On first viewing, a large portion of Ronald Weintraub’s work can be described as “Pointillist,” relating the work to Georges Seurat. The division of color into its constituent hues and its reconstitution by means of an optical mix of tiny dots of primary color was Seurat’s attempt to refine the atomized yet haphazard stroke of Monet, to make Impressionism “scientific,” so to speak. With Seurat, we have the artist who plays the role of the prototypical researcher at work in his studio/laboratory.
In analyzing Weintraub’s work, note his use of the mark and its relation to the ground. Even within this selective exhibition, the facture is not uniform but is highly dependent upon scale. The gamut of marks runs from the smallest of dots to ovoid shapes roughly an inch long.
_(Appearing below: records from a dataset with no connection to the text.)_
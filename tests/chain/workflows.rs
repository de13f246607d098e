//! Typical sessions over the default command set.

use std::fs;

use bibliophant::Scripted;

use crate::common::*;

fn import_two(session: &mut bibliophant::Session, outside: &std::path::Path) {
    for record in [
        article("2012GregoryStone", "Black strings revisited", "Gregory", "Physical Review D"),
        article("2013Hawking", "Black holes and entropy", "Hawking", "Nuclear Physics B"),
    ] {
        let folder = record_folder(outside, &record);
        fs::write(folder.join("notes.txt"), "margin notes").unwrap();
        session
            .execute(&format!("import bib {}", folder.display()))
            .unwrap();
    }
}

#[test]
fn test_import_tag_and_export() {
    let collection = Collection::new();
    let outside = tempfile::tempdir().unwrap();
    let mut session = collection.open();
    import_two(&mut session, outside.path());

    // Attachments are copied along with the record
    assert!(collection.root().join("2013Hawking").join("notes.txt").is_file());

    session.execute("get author Gregory : tag strings create").unwrap();
    let bib = outside.path().join("strings.bib");
    session
        .execute(&format!("get tag strings : export bibtex {}", bib.display()))
        .unwrap();

    let text = fs::read_to_string(&bib).unwrap();
    assert!(text.contains("@article{2012GregoryStone,"));
    assert!(!text.contains("2013Hawking"));
    assert!(printed(&session).contains("Exported 1 records to"));
}

#[test]
fn test_listing_is_newest_first_with_limit() {
    let collection = Collection::new();
    let outside = tempfile::tempdir().unwrap();
    let mut session = collection.open();
    import_two(&mut session, outside.path());

    assert_eq!(
        keys(&session.execute("get all").unwrap()),
        vec!["2013Hawking", "2012GregoryStone"]
    );
    assert_eq!(keys(&session.execute("get all 1").unwrap()), vec!["2013Hawking"]);
    assert_eq!(
        session.execute("get all 0").unwrap_err().to_string(),
        "the limit must be a positive integer, not 0"
    );
}

#[test]
fn test_show_summarises_the_selection() {
    let collection = Collection::new();
    let outside = tempfile::tempdir().unwrap();
    let mut session = collection.open();
    import_two(&mut session, outside.path());

    session.execute("get all : show").unwrap();
    assert_eq!(
        printed(&session),
        "2013Hawking\n    Black holes and entropy\n\n\
         2012GregoryStone\n    Black strings revisited\n\n\
         2 records: 2 articles, 0 books\n"
    );
}

#[test]
fn test_delete_removes_folders_and_dangling_entries() {
    let collection = Collection::new();
    let outside = tempfile::tempdir().unwrap();
    let mut session = collection.open();
    import_two(&mut session, outside.path());
    session.execute("get key 2013Hawking : tag entropy create").unwrap();

    session.execute("get key 2013Hawking : delete yes dangling").unwrap();

    let catalog = session.store().snapshot();
    assert_eq!(catalog.records.keys().collect::<Vec<_>>(), vec!["2012GregoryStone"]);
    assert!(!catalog.tags.contains_key("entropy"));
    assert!(!catalog.journals.contains("Nuclear Physics B"));
    assert!(catalog.journals.contains("Physical Review D"));
    assert!(!collection.root().join("2013Hawking").exists());
    assert!(collection.root().join("2012GregoryStone").exists());
}

#[test]
fn test_declined_delete_keeps_everything() {
    let collection = Collection::new();
    let outside = tempfile::tempdir().unwrap();
    {
        let mut session = collection.open();
        import_two(&mut session, outside.path());
    }

    let answers = Scripted::answers([false, true]);
    let asked = answers.asked();
    let mut session = collection.open_scripted(answers);
    session.execute("get all : delete").unwrap();

    // The third question asks about the journal only the deleted record used
    let asked = asked.borrow();
    assert_eq!(asked.len(), 3);
    assert!(asked[0].starts_with("Delete the record '2013Hawking'"));
    assert!(asked[2].starts_with("The journal 'Physical Review D'"));
    let catalog = session.store().snapshot();
    assert_eq!(catalog.records.keys().collect::<Vec<_>>(), vec!["2013Hawking"]);
    assert!(catalog.journals.contains("Physical Review D"));
    assert!(printed(&session).contains("Deleted 1 of 2 records"));
}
The scale of the picture determines the scale of the mark, with the smallest pictures consisting of dots similar in size to those in a Seurat painting.
In a marvelous suite of pictures that take as their inspiration charts used to detect color blindness, Pointillist is an apt description of the technique Weintraub uses to create them. These fourteen by eleven inch pictures have about them a mechanical aspect that does indeed remind the viewer of Seurat and his epigones. But is that comparison a valid stylistic assessment? Only superficially, for the aloof and dispassionate manner of Seurat is foreign to Weintraub’s sensibility. The artist himself insists that his paintings are not “neat” in the perfectionist’s sense and careful inspection reveals the undisguised mask of a human hand. Nevertheless, even with this apparent, but significant, conflict between method and intent, this group of pictures must be judged a formal success. The color is particularly clear and vibrant.
Stylistically then, the kinship with Pointillism must be considered important only insofar as it conjures in the mind a familiar pictorial trope. We must look further to determine the source and meaning of Weintraub’s style.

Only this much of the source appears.